The County Commission, during its regular meeting in Key Largo, approved
a staged evacuation plan that theoretically reduces evacuation time of
Keys residents from 48 hours to 24.
"This is not about hurricane improvement," Commissioner George Neugent
said. Neugent's was the sole no vote.
"Twenty-four hours is not doable. The hurricane evacuation formula has
been the mother for building permits. It's a lie, and it's insulting for
the [state Department of Community Affairs] to ask us to do something
that is flawed."
Reducing evacuation time was one of the major goals set by a working
group appointed by Thaddeus Cohen, secretary of the DCA. The group met
monthly from September to January to draft the plan.
Current policy requires only that emergency managers "implement
procedures" for evacuating according to the county's evacuation plan.
The
new language stipulates the 24-hour evacuation time.
Some environmentalists accuse county planners of cutting the time in
order to increase the number of building permits, since the county's
rate-of-growth ordinance that limits the number of permits issued is
built upon hurricane evacuation times.
"This merely shuffles numbers to create the appearance of improvement
without any actual improvement," said Dennis Henize, president of the
environmental organization Last Stand. "The idea that the Keys can be
evacuated in 24 hours is already a fiction."
"The
truth is, most people that live here don't evacuate and won't evacuate
in the future and are not going to be leaving here, so they're not part
of the mix," countered Commissioner Murray Nelson. "I just don't see
this issue as being about evacuation."
Commissioner David Rice agreed that the tie between building permits and
evacuation times was an artifice.
"There never was a connection," he said. "What it does is create in
Monroe County a growth control mechanism that we call ROGO which rewards
people with enough money to build homes.
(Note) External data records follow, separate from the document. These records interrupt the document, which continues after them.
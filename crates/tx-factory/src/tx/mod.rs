//! Transaction building and signing.
//!
//! The [`Factory`] drives the pipeline:
//!
//! 1. [`Factory::prepare`] resolves the sending account
//! 2. [`Factory::build_unsigned_tx`] assembles a [`TxBuilder`]
//! 3. [`Factory::calculate_gas`] optionally estimates gas via simulation
//! 4. [`Factory::sign`] attaches signer infos and signatures
//!
//! [`TxBuilder::encode`] then yields the `TxRaw` wire bytes.

mod builder;
mod factory;
mod gas;
mod memo;
mod msg;
mod params;
#[allow(missing_docs)]
pub mod proto;
mod sign_mode;

pub use builder::{SignerAccount, SignerSlot, TxBuilder};
pub use factory::Factory;
pub use gas::{adjust_gas, fees_from_gas_prices, mul_ceil};
pub use memo::{validate_memo, MAX_MEMO_BYTES};
pub use msg::{AnyMsg, Msg};
pub use params::{AccountConfig, ExecutionOptions, FeeConfig, GasConfig, TxParameters};
pub use sign_mode::{SignMode, SignModeHandlerMap, SignerData};
//! Shared test collaborators.

use async_trait::async_trait;
use serde_json::json;
use std::sync::Arc;
use std::sync::atomic::{AtomicUsize, Ordering};
use tx_factory::client::{AccountInfo, AccountResolver, GasInfo, SimulateResponse, SimulationResult, Simulator};
use tx_factory::keyring::{KeyAlgorithm, Keystore, MemoryKeyring};
use tx_factory::tx::proto::Any;
use tx_factory::tx::AccountConfig;
use tx_factory::types::{AddressCodec, Bech32Codec};
use tx_factory::{Factory, Msg, SignMode, TransportError, TxParameters};

/// The counter module's increment message.
#[derive(Clone, PartialEq, prost::Message)]
pub struct MsgIncreaseCounter {
    #[prost(string, tag = "1")]
    pub signer: String,
    #[prost(int64, tag = "2")]
    pub count: i64,
}

impl Msg for MsgIncreaseCounter {
    fn type_url(&self) -> &str {
        "/cosmos.counter.v1.MsgIncreaseCounter"
    }

    fn encode_value(&self) -> Vec<u8> {
        prost::Message::encode_to_vec(self)
    }

    fn signers(&self) -> Vec<String> {
        vec![self.signer.clone()]
    }

    fn amino_json(&self) -> Option<serde_json::Value> {
        Some(json!({
            "type": "cosmos-sdk/increase_counter",
            "value": {"signer": self.signer, "count": self.count.to_string()},
        }))
    }
}

/// A node that serves one account and reports fixed gas usage.
#[derive(Debug, Default)]
pub struct MockNode {
    pub account: Option<AccountInfo>,
    pub gas_used: u64,
    pub lookups: AtomicUsize,
    pub simulations: AtomicUsize,
}

impl MockNode {
    pub fn with_account(account_number: u64, sequence: u64) -> Self {
        Self {
            account: Some(AccountInfo {
                account_number,
                sequence,
            }),
            gas_used: 61_234,
            ..Default::default()
        }
    }

    pub fn lookups(&self) -> usize {
        self.lookups.load(Ordering::SeqCst)
    }

    pub fn simulations(&self) -> usize {
        self.simulations.load(Ordering::SeqCst)
    }
}

#[async_trait]
impl AccountResolver for MockNode {
    async fn resolve(&self, address: &str) -> Result<AccountInfo, TransportError> {
        self.lookups.fetch_add(1, Ordering::SeqCst);
        self.account
            .ok_or_else(|| TransportError::NotFound(format!("account {address} not found")))
    }
}

#[async_trait]
impl Simulator for MockNode {
    async fn simulate(&self, _tx_bytes: &[u8]) -> Result<SimulateResponse, TransportError> {
        self.simulations.fetch_add(1, Ordering::SeqCst);
        Ok(SimulateResponse {
            gas_info: GasInfo {
                gas_wanted: 0,
                gas_used: self.gas_used,
            },
            result: Some(SimulationResult {
                log: String::new(),
                events: vec![json!({"type": "message", "attributes": []})],
                msg_responses: vec![],
            }),
        })
    }
}

/// A keyring holding `alice`, a codec and a mock node.
pub struct TestEnv {
    pub keyring: Arc<MemoryKeyring>,
    pub codec: Arc<Bech32Codec>,
    pub node: Arc<MockNode>,
}

impl TestEnv {
    pub fn new(node: MockNode) -> Self {
        let keyring = Arc::new(MemoryKeyring::new());
        keyring
            .generate("alice", KeyAlgorithm::Secp256k1)
            .unwrap();
        Self {
            keyring,
            codec: Arc::new(Bech32Codec::default()),
            node: Arc::new(node),
        }
    }

    pub fn address(&self, name: &str) -> String {
        let bytes = self.keyring.address_by_name(name).unwrap();
        self.codec.bytes_to_string(&bytes).unwrap()
    }

    pub fn keyring_public_key_any(&self) -> Any {
        self.keyring.public_key("alice").unwrap().to_any()
    }

    pub fn increase_counter(&self) -> MsgIncreaseCounter {
        MsgIncreaseCounter {
            signer: self.address("alice"),
            count: 1,
        }
    }

    pub fn params(&self) -> TxParameters {
        TxParameters {
            account: AccountConfig::from_name("alice"),
            sign_mode: SignMode::Direct,
            ..TxParameters::new("demo")
        }
    }

    pub fn factory(&self, params: TxParameters) -> Factory {
        Factory::new(
            self.keyring.clone(),
            self.node.clone(),
            self.node.clone(),
            self.codec.clone(),
            params,
        )
    }
}
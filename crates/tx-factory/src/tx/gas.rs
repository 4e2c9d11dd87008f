//! Gas adjustment and fee arithmetic.
//!
//! All arithmetic is exact: factors are converted to rationals from their
//! decimal representation, multiplied, and rounded up.

use crate::types::{decimal_to_rational, Coin, DecCoin};
use num::{BigInt, BigRational, ToPrimitive};

/// Multiplies `a` by `f` and rounds up to the nearest integer.
///
/// `f` is interpreted through its shortest decimal representation, so
/// `mul_ceil(100, 1.1)` is exactly 110. Non-finite or negative factors
/// yield zero.
pub fn mul_ceil(a: u64, f: f64) -> BigInt {
    if !f.is_finite() || f <= 0.0 {
        return BigInt::from(0u8);
    }
    let factor = decimal_to_rational(&f.to_string())
        .or_else(|| BigRational::from_float(f))
        .unwrap_or_else(|| BigRational::from_integer(BigInt::from(0u8)));
    (factor * BigInt::from(a)).ceil().to_integer()
}

/// Applies the gas adjustment to a simulated gas amount, saturating at
/// `u64::MAX`.
pub fn adjust_gas(gas_used: u64, adjustment: f64) -> u64 {
    mul_ceil(gas_used, adjustment).to_u64().unwrap_or(u64::MAX)
}

/// Computes the fee for `gas_limit` at the given prices, one coin per
/// price, rounding each amount up. Zero amounts are omitted.
pub fn fees_from_gas_prices(gas_prices: &[DecCoin], gas_limit: u64) -> Vec<Coin> {
    let gas = BigRational::from_integer(BigInt::from(gas_limit));
    gas_prices
        .iter()
        .filter_map(|price| {
            let amount = (price.to_rational() * &gas).ceil().to_integer();
            let amount = amount.to_u128().unwrap_or(u128::MAX);
            (amount > 0).then(|| Coin {
                denom: price.denom.clone(),
                amount,
            })
        })
        .collect()
}
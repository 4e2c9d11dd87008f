//! Value types shared across the crate: coins and addresses.

mod address;
mod coin;

pub use address::{AddressCodec, Bech32Codec};
pub use coin::{validate_denom, Coin, DecCoin, MAX_DECIMAL_PRECISION};

pub(crate) use coin::decimal_to_rational;
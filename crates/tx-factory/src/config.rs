//! Configuration for the node transport and for transaction parameters.
//!
//! [`NodeConfig`] describes how to reach a node's REST gateway.
//! [`TxConfig`] is the user-facing transaction configuration surface
//! (the values a command line or config file supplies) and converts into
//! [`TxParameters`].

use crate::error::{TxError, TxResult};
use crate::retry::RetryConfig;
use crate::tx::{
    AccountConfig, ExecutionOptions, FeeConfig, GasConfig, SignMode, TxParameters,
};
use crate::types::{AddressCodec, Coin, DecCoin};
use serde::{Deserialize, Serialize};
use std::time::Duration;
use url::Url;

/// Default REST gateway address of a local node.
pub const LOCAL_REST_URL: &str = "http://127.0.0.1:1317";

/// Configuration for HTTP connection pooling.
#[derive(Debug, Clone)]
pub struct PoolConfig {
    /// Maximum idle connections per host. `None` means unlimited.
    pub max_idle_per_host: Option<usize>,
    /// How long to keep idle connections alive.
    pub idle_timeout: Duration,
    /// TCP keepalive interval, if enabled.
    pub tcp_keepalive: Option<Duration>,
    /// Whether to disable Nagle's algorithm.
    pub tcp_nodelay: bool,
}

impl Default for PoolConfig {
    fn default() -> Self {
        Self {
            max_idle_per_host: None,
            idle_timeout: Duration::from_secs(90),
            tcp_keepalive: Some(Duration::from_secs(60)),
            tcp_nodelay: true,
        }
    }
}

impl PoolConfig {
    /// Fewer, fresher connections for a node on the same machine.
    pub fn low_latency() -> Self {
        Self {
            max_idle_per_host: Some(8),
            idle_timeout: Duration::from_secs(30),
            tcp_keepalive: Some(Duration::from_secs(15)),
            tcp_nodelay: true,
        }
    }
}

/// How to reach a node's REST gateway.
///
/// # Example
///
/// ```rust
/// use std::time::Duration;
/// use tx_factory::config::NodeConfig;
/// use tx_factory::retry::RetryConfig;
///
/// let config = NodeConfig::custom("https://rest.cosmos.example.com")
///     .unwrap()
///     .with_timeout(Duration::from_secs(20))
///     .with_retry(RetryConfig::conservative());
/// assert_eq!(config.timeout(), Duration::from_secs(20));
/// ```
#[derive(Debug, Clone)]
pub struct NodeConfig {
    url: Url,
    timeout: Duration,
    retry_config: RetryConfig,
    pool_config: PoolConfig,
}

impl Default for NodeConfig {
    fn default() -> Self {
        Self::local()
    }
}

impl NodeConfig {
    /// A node running locally on the default REST port.
    pub fn local() -> Self {
        Self {
            url: Url::parse(LOCAL_REST_URL).expect("valid local URL"),
            timeout: Duration::from_secs(10),
            retry_config: RetryConfig::default(),
            pool_config: PoolConfig::low_latency(),
        }
    }

    /// A node at the given REST gateway URL.
    ///
    /// # Errors
    ///
    /// Returns an error if `url` cannot be parsed.
    pub fn custom(url: &str) -> Result<Self, url::ParseError> {
        Ok(Self {
            url: Url::parse(url)?,
            timeout: Duration::from_secs(30),
            retry_config: RetryConfig::default(),
            pool_config: PoolConfig::default(),
        })
    }

    /// Sets the request timeout.
    #[must_use]
    pub fn with_timeout(mut self, timeout: Duration) -> Self {
        self.timeout = timeout;
        self
    }

    /// Sets the retry configuration for transient failures.
    #[must_use]
    pub fn with_retry(mut self, retry_config: RetryConfig) -> Self {
        self.retry_config = retry_config;
        self
    }

    /// Disables retries.
    #[must_use]
    pub fn without_retry(self) -> Self {
        self.with_retry(RetryConfig::no_retry())
    }

    /// Sets the connection pool configuration.
    #[must_use]
    pub fn with_pool(mut self, pool_config: PoolConfig) -> Self {
        self.pool_config = pool_config;
        self
    }

    /// REST gateway URL.
    pub fn url(&self) -> &Url {
        &self.url
    }

    /// Request timeout.
    pub fn timeout(&self) -> Duration {
        self.timeout
    }

    /// Retry configuration.
    pub fn retry_config(&self) -> &RetryConfig {
        &self.retry_config
    }

    /// Connection pool configuration.
    pub fn pool_config(&self) -> &PoolConfig {
        &self.pool_config
    }
}

/// Transaction configuration as supplied by a user.
///
/// Field names follow the familiar command line flags (`chain-id`,
/// `gas-prices`, `fee-payer`, ...). Coins and addresses are kept in their
/// textual form and validated by [`TxConfig::to_params`].
///
/// ```rust
/// use tx_factory::config::TxConfig;
///
/// let config: TxConfig = serde_json::from_str(r#"{
///     "from": "alice",
///     "chain-id": "demo",
///     "gas": "auto",
///     "gas-adjustment": 1.3,
///     "gas-prices": "0.025uatom",
///     "sign-mode": "direct"
/// }"#).unwrap();
/// assert_eq!(config.chain_id, "demo");
/// ```
#[derive(Debug, Clone, Default, PartialEq, Serialize, Deserialize)]
#[serde(rename_all = "kebab-case", default)]
pub struct TxConfig {
    /// Sending account: an address or a keystore key name.
    pub from: String,
    /// Chain identifier.
    pub chain_id: String,
    /// Account number, used as-is when offline.
    pub account_number: u64,
    /// Sequence, used as-is when offline.
    pub sequence: u64,
    /// Gas limit, or `auto` (or empty) to simulate.
    pub gas: String,
    /// Multiplier applied to simulated gas.
    pub gas_adjustment: f64,
    /// Gas prices, e.g. `0.025uatom`.
    pub gas_prices: String,
    /// Fees, e.g. `5000uatom`.
    pub fees: String,
    /// Fee payer address.
    pub fee_payer: String,
    /// Fee granter address.
    pub fee_granter: String,
    /// Sign mode.
    pub sign_mode: SignMode,
    /// Memo.
    pub memo: String,
    /// Timeout height.
    pub timeout_height: u64,
    /// Never contact the network.
    pub offline: bool,
    /// Build without signing.
    pub generate_only: bool,
    /// Unordered transaction.
    pub unordered: bool,
}

impl TxConfig {
    /// Validates the textual values and converts them into
    /// [`TxParameters`].
    ///
    /// `from` is taken as an address if `codec` accepts it, otherwise as
    /// a key name.
    ///
    /// # Errors
    ///
    /// Returns [`TxError::Config`] for an unparseable gas value,
    /// [`TxError::InvalidCoin`] for malformed coins, and
    /// [`TxError::InvalidAddress`] for a malformed fee payer or granter.
    pub fn to_params(&self, codec: &dyn AddressCodec) -> TxResult<TxParameters> {
        let from = self.from.trim();
        let account = match codec.string_to_bytes(from) {
            Ok(address) => AccountConfig::from_address(address),
            Err(_) => AccountConfig::from_name(from),
        };

        let gas = match self.gas.trim() {
            "" | "auto" => 0,
            value => value
                .parse()
                .map_err(|e| TxError::config(format!("invalid gas {value:?}: {e}")))?,
        };

        let optional_address = |s: &str| -> TxResult<Option<Vec<u8>>> {
            let s = s.trim();
            if s.is_empty() {
                Ok(None)
            } else {
                codec.string_to_bytes(s).map(Some)
            }
        };

        Ok(TxParameters {
            chain_id: self.chain_id.trim().to_string(),
            sign_mode: self.sign_mode,
            memo: self.memo.clone(),
            account: AccountConfig {
                account_number: self.account_number,
                sequence: self.sequence,
                ..account
            },
            gas: GasConfig {
                gas,
                gas_adjustment: self.gas_adjustment,
                gas_prices: DecCoin::parse_list(&self.gas_prices)?,
            },
            fee: FeeConfig {
                fees: Coin::parse_list(&self.fees)?,
                fee_payer: optional_address(&self.fee_payer)?,
                fee_granter: optional_address(&self.fee_granter)?,
            },
            execution: ExecutionOptions {
                offline: self.offline,
                generate_only: self.generate_only,
                unordered: self.unordered,
                timeout_height: self.timeout_height,
            },
        })
    }
}

#[cfg(test)]
mod tests {
    use super::*;
    use crate::types::Bech32Codec;

    #[test]
    fn test_local_config() {
        let config = NodeConfig::local();
        assert_eq!(config.url().as_str(), "http://127.0.0.1:1317/");
        assert_eq!(config.timeout(), Duration::from_secs(10));
    }

    #[test]
    fn test_custom_config() {
        let config = NodeConfig::custom("https://rest.example.com").unwrap();
        assert_eq!(config.url().host_str(), Some("rest.example.com"));
        assert!(NodeConfig::custom("not a url").is_err());
    }

    #[test]
    fn test_builder_methods() {
        let config = NodeConfig::local()
            .with_timeout(Duration::from_secs(60))
            .without_retry()
            .with_pool(PoolConfig::default());
        assert_eq!(config.timeout(), Duration::from_secs(60));
        assert_eq!(config.retry_config().max_retries, 0);
        assert_eq!(config.pool_config().max_idle_per_host, None);
    }

    #[test]
    fn test_tx_config_from_json() {
        let codec = Bech32Codec::default();
        let payer = codec.bytes_to_string(&[3; 20]).unwrap();
        let json = serde_json::json!({
            "from": "alice",
            "chain-id": "demo",
            "gas": "250000",
            "gas-adjustment": 1.5,
            "fees": "5000uatom",
            "fee-payer": payer,
            "sign-mode": "amino-json",
            "memo": "hi",
            "timeout-height": 100,
            "offline": true,
        });
        let config: TxConfig = serde_json::from_value(json).unwrap();
        let params = config.to_params(&codec).unwrap();

        assert_eq!(params.chain_id, "demo");
        assert_eq!(params.account.from_name, "alice");
        assert!(params.account.from_address.is_empty());
        assert_eq!(params.gas.gas, 250_000);
        assert_eq!(params.fee.fees[0].amount, 5000);
        assert_eq!(params.fee.fee_payer, Some(vec![3; 20]));
        assert_eq!(params.sign_mode, SignMode::LegacyAminoJson);
        assert_eq!(params.execution.timeout_height, 100);
        assert!(params.execution.offline);
    }

    #[test]
    fn test_tx_config_from_address() {
        let codec = Bech32Codec::default();
        let config = TxConfig {
            from: codec.bytes_to_string(&[9; 20]).unwrap(),
            gas: "auto".into(),
            gas_prices: "0.025uatom".into(),
            ..Default::default()
        };
        let params = config.to_params(&codec).unwrap();
        assert_eq!(params.account.from_address, vec![9; 20]);
        assert_eq!(params.gas.gas, 0);
        assert_eq!(params.gas.gas_prices[0].amount(), "0.025");
    }

    #[test]
    fn test_tx_config_rejects_bad_values() {
        let codec = Bech32Codec::default();
        let bad_gas = TxConfig {
            gas: "lots".into(),
            ..Default::default()
        };
        assert!(matches!(bad_gas.to_params(&codec), Err(TxError::Config(_))));

        let bad_fees = TxConfig {
            fees: "five".into(),
            ..Default::default()
        };
        assert!(matches!(bad_fees.to_params(&codec), Err(TxError::InvalidCoin(_))));

        let bad_granter = TxConfig {
            fee_granter: "nobody".into(),
            ..Default::default()
        };
        assert!(matches!(
            bad_granter.to_params(&codec),
            Err(TxError::InvalidAddress(_))
        ));
    }
}
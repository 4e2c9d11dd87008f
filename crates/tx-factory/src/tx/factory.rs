//! The transaction factory.

use crate::client::{AccountResolver, SimulateResponse, Simulator};
use crate::error::{TxError, TxResult};
use crate::keyring::{Keystore, PublicKey};
use crate::tx::builder::{SignerAccount, SignerSlot, TxBuilder};
use crate::tx::gas::{adjust_gas, fees_from_gas_prices};
use crate::tx::memo::validate_memo;
use crate::tx::msg::{EncodedMsg, Msg};
use crate::tx::params::TxParameters;
use crate::tx::proto::{ModeInfo, SignerInfo};
use crate::tx::sign_mode::{SignMode, SignModeHandlerMap, SignerData};
use crate::types::{AddressCodec, Coin, DecCoin};
use std::sync::Arc;
use tracing::{debug, info};

/// Builds, simulates and signs transactions.
///
/// A factory pairs a set of [`TxParameters`] with the collaborators it
/// needs: a [`Keystore`] for keys and signatures, an [`AccountResolver`]
/// and a [`Simulator`] for network state, and an [`AddressCodec`] for
/// rendering addresses. Collaborators are shared; the parameters are owned
/// and changed only through `&mut self` operations or the consuming
/// `with_*` setters.
///
/// # Example
///
/// ```rust,no_run
/// use std::sync::Arc;
/// use tx_factory::client::RestClient;
/// use tx_factory::config::NodeConfig;
/// use tx_factory::keyring::{KeyAlgorithm, MemoryKeyring};
/// use tx_factory::tx::{AccountConfig, AnyMsg, Msg};
/// use tx_factory::types::Bech32Codec;
/// use tx_factory::{Factory, SignMode, TxParameters};
///
/// #[tokio::main]
/// async fn main() -> anyhow::Result<()> {
///     let keyring = Arc::new(MemoryKeyring::new());
///     keyring.generate("alice", KeyAlgorithm::Secp256k1)?;
///     let node = Arc::new(RestClient::new(NodeConfig::local())?);
///
///     let mut params = TxParameters::new("demo");
///     params.account = AccountConfig::from_name("alice");
///     params.sign_mode = SignMode::Direct;
///
///     let mut factory = Factory::new(
///         keyring,
///         node.clone(),
///         node,
///         Arc::new(Bech32Codec::default()),
///         params,
///     )
///     .with_gas_adjustment(1.3);
///
///     let msg = AnyMsg::new("/example.v1.MsgPing", vec![], vec!["cosmos1...".into()]);
///     let tx = factory.build_signed_tx(&[&msg as &dyn Msg]).await?;
///     println!("{} bytes", tx.encode().len());
///     Ok(())
/// }
/// ```
#[derive(Debug, Clone)]
pub struct Factory {
    keystore: Arc<dyn Keystore>,
    account_resolver: Arc<dyn AccountResolver>,
    simulator: Arc<dyn Simulator>,
    address_codec: Arc<dyn AddressCodec>,
    handler_map: SignModeHandlerMap,
    params: TxParameters,
}
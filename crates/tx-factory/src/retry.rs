//! Retry with exponential backoff for the node transport.
//!
//! The [`Factory`](crate::Factory) never retries on its own. Retries belong
//! to the transport: [`RestClient`](crate::client::RestClient) wraps each
//! request in a [`RetryExecutor`] so that transient failures (connection
//! resets, timeouts, 429 and 5xx answers) are retried before they surface
//! as [`TxError::AccountLookup`](crate::TxError::AccountLookup) or
//! [`TxError::Simulation`](crate::TxError::Simulation).
//!
//! # Example
//!
//! ```rust
//! use tx_factory::retry::RetryConfig;
//!
//! let config = RetryConfig::builder()
//!     .max_retries(5)
//!     .initial_delay_ms(100)
//!     .max_delay_ms(10_000)
//!     .jitter(true)
//!     .build();
//! assert_eq!(config.max_retries, 5);
//! ```

use crate::error::TransportError;
use std::future::Future;
use std::time::Duration;
use tokio::time::sleep;
use tracing::debug;

/// Configuration for retry behavior.
#[derive(Debug, Clone)]
pub struct RetryConfig {
    /// Maximum number of retry attempts (0 = no retries).
    pub max_retries: u32,
    /// Delay before the first retry, in milliseconds.
    pub initial_delay_ms: u64,
    /// Upper bound on any single delay, in milliseconds.
    pub max_delay_ms: u64,
    /// Growth factor applied per attempt.
    pub exponential_base: f64,
    /// Whether to randomize delays.
    pub jitter: bool,
    /// Fraction of the delay used as the jitter range (0.0 to 1.0).
    pub jitter_factor: f64,
    /// HTTP status codes that should trigger a retry.
    pub retryable_status_codes: Vec<u16>,
}

impl Default for RetryConfig {
    fn default() -> Self {
        Self {
            max_retries: 3,
            initial_delay_ms: 100,
            max_delay_ms: 10_000,
            exponential_base: 2.0,
            jitter: true,
            jitter_factor: 0.5,
            retryable_status_codes: vec![408, 429, 500, 502, 503, 504],
        }
    }
}

impl RetryConfig {
    /// Creates a new builder for RetryConfig.
    pub fn builder() -> RetryConfigBuilder {
        RetryConfigBuilder::default()
    }

    /// Creates a config with no retries (fail fast).
    pub fn no_retry() -> Self {
        Self {
            max_retries: 0,
            ..Default::default()
        }
    }

    /// Creates a config suited to a slow or heavily loaded public node.
    pub fn conservative() -> Self {
        Self {
            max_retries: 3,
            initial_delay_ms: 500,
            max_delay_ms: 30_000,
            ..Default::default()
        }
    }

    /// Calculates the delay before retry number `attempt` (1-based).
    #[allow(clippy::cast_possible_truncation, clippy::cast_possible_wrap)]
    pub fn delay_for_attempt(&self, attempt: u32) -> Duration {
        if attempt == 0 {
            return Duration::ZERO;
        }

        let exponent = attempt.saturating_sub(1).min(i32::MAX as u32) as i32;
        let base = self.initial_delay_ms as f64 * self.exponential_base.powi(exponent);
        let capped = base.min(self.max_delay_ms as f64);

        let delay = if self.jitter {
            let range = capped * self.jitter_factor;
            (capped + rand::random::<f64>() * range * 2.0 - range).max(0.0)
        } else {
            capped
        };

        Duration::from_millis(delay as u64)
    }

    /// Checks if a status code should trigger a retry.
    pub fn is_retryable_status(&self, status_code: u16) -> bool {
        self.retryable_status_codes.contains(&status_code)
    }

    /// Checks if a transport error should trigger a retry.
    ///
    /// Remote execution failures, decode failures and missing resources are
    /// never retried: repeating the request would produce the same answer.
    pub fn is_retryable_error(&self, error: &TransportError) -> bool {
        match error {
            TransportError::Http(e) => e.is_timeout() || e.is_connect() || e.is_request(),
            TransportError::Api { status_code, .. } => self.is_retryable_status(*status_code),
            _ => false,
        }
    }
}

/// Builder for RetryConfig.
#[derive(Debug, Clone, Default)]
pub struct RetryConfigBuilder {
    max_retries: Option<u32>,
    initial_delay_ms: Option<u64>,
    max_delay_ms: Option<u64>,
    exponential_base: Option<f64>,
    jitter: Option<bool>,
    jitter_factor: Option<f64>,
    retryable_status_codes: Option<Vec<u16>>,
}

impl RetryConfigBuilder {
    /// Sets the maximum number of retry attempts.
    #[must_use]
    pub fn max_retries(mut self, max_retries: u32) -> Self {
        self.max_retries = Some(max_retries);
        self
    }

    /// Sets the initial delay in milliseconds.
    #[must_use]
    pub fn initial_delay_ms(mut self, initial_delay_ms: u64) -> Self {
        self.initial_delay_ms = Some(initial_delay_ms);
        self
    }

    /// Sets the maximum delay in milliseconds.
    #[must_use]
    pub fn max_delay_ms(mut self, max_delay_ms: u64) -> Self {
        self.max_delay_ms = Some(max_delay_ms);
        self
    }

    /// Sets the exponential growth factor.
    #[must_use]
    pub fn exponential_base(mut self, base: f64) -> Self {
        self.exponential_base = Some(base);
        self
    }

    /// Enables or disables jitter.
    #[must_use]
    pub fn jitter(mut self, jitter: bool) -> Self {
        self.jitter = Some(jitter);
        self
    }

    /// Sets the jitter factor, clamped to 0.0..=1.0.
    #[must_use]
    pub fn jitter_factor(mut self, factor: f64) -> Self {
        self.jitter_factor = Some(factor.clamp(0.0, 1.0));
        self
    }

    /// Replaces the list of retryable status codes.
    #[must_use]
    pub fn retryable_status_codes(mut self, codes: Vec<u16>) -> Self {
        self.retryable_status_codes = Some(codes);
        self
    }

    /// Builds the RetryConfig.
    pub fn build(self) -> RetryConfig {
        let default = RetryConfig::default();
        RetryConfig {
            max_retries: self.max_retries.unwrap_or(default.max_retries),
            initial_delay_ms: self.initial_delay_ms.unwrap_or(default.initial_delay_ms),
            max_delay_ms: self.max_delay_ms.unwrap_or(default.max_delay_ms),
            exponential_base: self.exponential_base.unwrap_or(default.exponential_base),
            jitter: self.jitter.unwrap_or(default.jitter),
            jitter_factor: self.jitter_factor.unwrap_or(default.jitter_factor),
            retryable_status_codes: self
                .retryable_status_codes
                .unwrap_or(default.retryable_status_codes),
        }
    }
}

/// Runs an async transport operation, retrying transient failures.
#[derive(Debug, Clone)]
pub struct RetryExecutor {
    config: RetryConfig,
}

impl RetryExecutor {
    /// Creates a new retry executor with the given config.
    pub fn new(config: RetryConfig) -> Self {
        Self { config }
    }

    /// Returns the executor's configuration.
    pub fn config(&self) -> &RetryConfig {
        &self.config
    }

    /// Executes `operation`, retrying while it fails with a retryable
    /// [`TransportError`] and attempts remain.
    ///
    /// # Errors
    ///
    /// Returns the last error produced by `operation` once retries are
    /// exhausted, or the first non-retryable error.
    pub async fn execute<F, Fut, T>(&self, operation: F) -> Result<T, TransportError>
    where
        F: Fn() -> Fut,
        Fut: Future<Output = Result<T, TransportError>>,
    {
        let mut attempt = 0;

        loop {
            match operation().await {
                Ok(value) => return Ok(value),
                Err(error) => {
                    if attempt >= self.config.max_retries
                        || !self.config.is_retryable_error(&error)
                    {
                        return Err(error);
                    }

                    attempt += 1;
                    let delay = self.config.delay_for_attempt(attempt);
                    debug!(
                        attempt,
                        delay_ms = delay.as_millis() as u64,
                        error = %error,
                        "retrying node request"
                    );
                    if !delay.is_zero() {
                        sleep(delay).await;
                    }
                }
            }
        }
    }
}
In my opinion, it's been a sham
since day one."
County Planning Director Marlene Conaway said the change would not
increase the 197 annual building permits the unincorporated county gets
from the state except for a possible increase in workforce housing
permits.
In the meantime, Emergency Management officials say 24 hours is not
realistic.
"Thirty-six hours is our comfort level, and it will remain so," said
Director of Emergency Management Irene Toner.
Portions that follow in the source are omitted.